In ESE, interleaving rows of matrix elements are assigned to MAC units in the PE array and the MxV is computed column by column. To balance the workload and exploit weight sparsity better, the network weight matrix is pruned so that the number of nonzero elements assigned to each MAC unit is the same for the whole matrix. activation buffers (BUF) are required for MAC units, which immediately execute operations when nonzero activations and weights are available.

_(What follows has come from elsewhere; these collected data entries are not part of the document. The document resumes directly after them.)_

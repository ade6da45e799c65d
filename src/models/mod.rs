//! Domain types shared across the state store, decider, executor, and
//! orchestrator.

pub mod approval;
pub mod message;
pub mod session;
pub mod task;

pub use approval::{ApprovalRecord, ApprovalStatus};
pub use message::{EventBatch, SlackFile, SlackMessage, SlackReaction};
pub use session::AgentSession;
pub use task::{Task, TaskPayload, TaskStatus};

BBS balances the workload using structured pruning. Rows of a weight matrix are split into banks of equal length. Their pruning method forces the numbers of nonzero values to be the same across all banks. By assigning the same number of row banks to each MAC unit in the PE array, the workload is balanced. As shown on the right side of Fig. 12, each row of the matrix is equally divided into two banks respectively for MAC 0 and MAC 1 and the computation is done row by row. In this case, each MAC receives different activation elements and BUFs are required for MAC units. BBS also supports the buffering of a partial weight matrix on-chip to enhance throughput, which is useful for large FPGA platforms. The reported batch-1 throughput of BBS in Table VI is obtained with all network parameters on-chip, which is not practical on a small FPGA platform like MiniZed that has only 0.2 MB on-chip memory.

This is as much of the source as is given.